Assigned task.
Every line with "trait" in it should be copied from the data.

____

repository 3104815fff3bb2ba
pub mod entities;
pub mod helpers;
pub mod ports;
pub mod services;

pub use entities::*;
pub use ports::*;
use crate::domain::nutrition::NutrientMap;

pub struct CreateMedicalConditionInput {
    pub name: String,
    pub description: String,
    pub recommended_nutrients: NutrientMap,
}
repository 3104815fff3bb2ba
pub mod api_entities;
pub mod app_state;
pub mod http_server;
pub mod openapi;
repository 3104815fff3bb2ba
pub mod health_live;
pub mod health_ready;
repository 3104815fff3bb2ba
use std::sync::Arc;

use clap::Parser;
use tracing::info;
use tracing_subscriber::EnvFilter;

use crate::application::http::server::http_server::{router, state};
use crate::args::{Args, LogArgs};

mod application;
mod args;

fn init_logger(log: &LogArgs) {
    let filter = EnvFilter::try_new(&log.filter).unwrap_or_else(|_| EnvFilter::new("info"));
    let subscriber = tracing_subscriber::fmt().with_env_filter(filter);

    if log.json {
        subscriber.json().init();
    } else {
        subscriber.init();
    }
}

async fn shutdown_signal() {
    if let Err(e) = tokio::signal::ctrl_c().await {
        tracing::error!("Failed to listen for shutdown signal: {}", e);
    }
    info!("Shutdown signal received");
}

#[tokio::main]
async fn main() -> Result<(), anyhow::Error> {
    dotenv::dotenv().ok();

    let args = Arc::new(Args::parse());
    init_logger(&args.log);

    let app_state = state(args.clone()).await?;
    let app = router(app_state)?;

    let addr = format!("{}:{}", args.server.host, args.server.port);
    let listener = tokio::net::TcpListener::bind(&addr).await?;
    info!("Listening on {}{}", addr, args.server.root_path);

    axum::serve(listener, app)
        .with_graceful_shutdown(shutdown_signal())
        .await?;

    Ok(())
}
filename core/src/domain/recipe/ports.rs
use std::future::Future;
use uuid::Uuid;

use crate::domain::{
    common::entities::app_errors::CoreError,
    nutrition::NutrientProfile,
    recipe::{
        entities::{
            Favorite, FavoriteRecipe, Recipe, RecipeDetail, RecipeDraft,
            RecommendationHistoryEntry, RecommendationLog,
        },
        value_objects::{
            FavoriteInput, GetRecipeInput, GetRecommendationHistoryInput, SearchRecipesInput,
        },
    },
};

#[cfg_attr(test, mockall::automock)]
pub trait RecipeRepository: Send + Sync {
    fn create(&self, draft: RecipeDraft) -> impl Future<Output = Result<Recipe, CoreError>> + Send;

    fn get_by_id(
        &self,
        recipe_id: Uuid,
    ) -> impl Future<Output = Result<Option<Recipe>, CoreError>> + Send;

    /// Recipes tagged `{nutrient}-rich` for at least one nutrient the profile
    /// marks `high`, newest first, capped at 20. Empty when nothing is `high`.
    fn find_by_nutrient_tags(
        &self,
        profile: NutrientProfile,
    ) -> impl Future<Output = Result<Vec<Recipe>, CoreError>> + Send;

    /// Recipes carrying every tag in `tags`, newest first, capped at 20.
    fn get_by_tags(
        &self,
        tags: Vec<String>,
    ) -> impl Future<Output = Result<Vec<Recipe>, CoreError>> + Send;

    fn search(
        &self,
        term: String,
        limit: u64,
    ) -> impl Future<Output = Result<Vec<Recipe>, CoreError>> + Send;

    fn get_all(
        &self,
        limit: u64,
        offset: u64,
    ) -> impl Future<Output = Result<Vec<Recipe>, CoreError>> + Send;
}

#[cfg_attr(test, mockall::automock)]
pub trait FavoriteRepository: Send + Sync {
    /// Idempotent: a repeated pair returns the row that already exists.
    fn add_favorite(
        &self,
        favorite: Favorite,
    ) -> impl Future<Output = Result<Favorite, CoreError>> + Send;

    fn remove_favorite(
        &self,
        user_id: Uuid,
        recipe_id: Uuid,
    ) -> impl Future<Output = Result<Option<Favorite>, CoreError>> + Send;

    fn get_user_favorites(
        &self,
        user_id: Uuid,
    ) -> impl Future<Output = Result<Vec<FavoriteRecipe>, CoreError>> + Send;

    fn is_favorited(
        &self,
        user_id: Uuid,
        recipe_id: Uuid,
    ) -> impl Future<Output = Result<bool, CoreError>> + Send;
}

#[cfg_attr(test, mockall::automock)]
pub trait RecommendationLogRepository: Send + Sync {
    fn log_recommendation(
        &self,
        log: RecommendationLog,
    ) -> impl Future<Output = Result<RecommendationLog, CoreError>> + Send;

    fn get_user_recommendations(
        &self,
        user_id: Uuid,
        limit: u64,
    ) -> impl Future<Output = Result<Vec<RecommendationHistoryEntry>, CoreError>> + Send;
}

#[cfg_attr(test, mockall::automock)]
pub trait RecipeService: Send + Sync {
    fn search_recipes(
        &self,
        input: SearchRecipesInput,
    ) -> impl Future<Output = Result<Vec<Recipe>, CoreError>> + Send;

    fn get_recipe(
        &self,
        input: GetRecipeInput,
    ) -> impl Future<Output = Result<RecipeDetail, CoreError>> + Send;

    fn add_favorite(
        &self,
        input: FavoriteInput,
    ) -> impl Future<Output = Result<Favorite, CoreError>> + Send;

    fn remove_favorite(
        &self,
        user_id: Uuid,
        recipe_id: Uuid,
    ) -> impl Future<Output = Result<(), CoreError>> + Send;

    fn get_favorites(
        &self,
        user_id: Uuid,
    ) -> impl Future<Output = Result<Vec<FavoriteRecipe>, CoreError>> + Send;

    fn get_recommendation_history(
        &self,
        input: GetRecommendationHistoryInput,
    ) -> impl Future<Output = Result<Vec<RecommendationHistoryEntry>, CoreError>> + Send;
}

____

Exercise result.
pub trait RecipeRepository: Send + Sync {
pub trait FavoriteRepository: Send + Sync {
pub trait RecommendationLogRepository: Send + Sync {
pub trait RecipeService: Send + Sync {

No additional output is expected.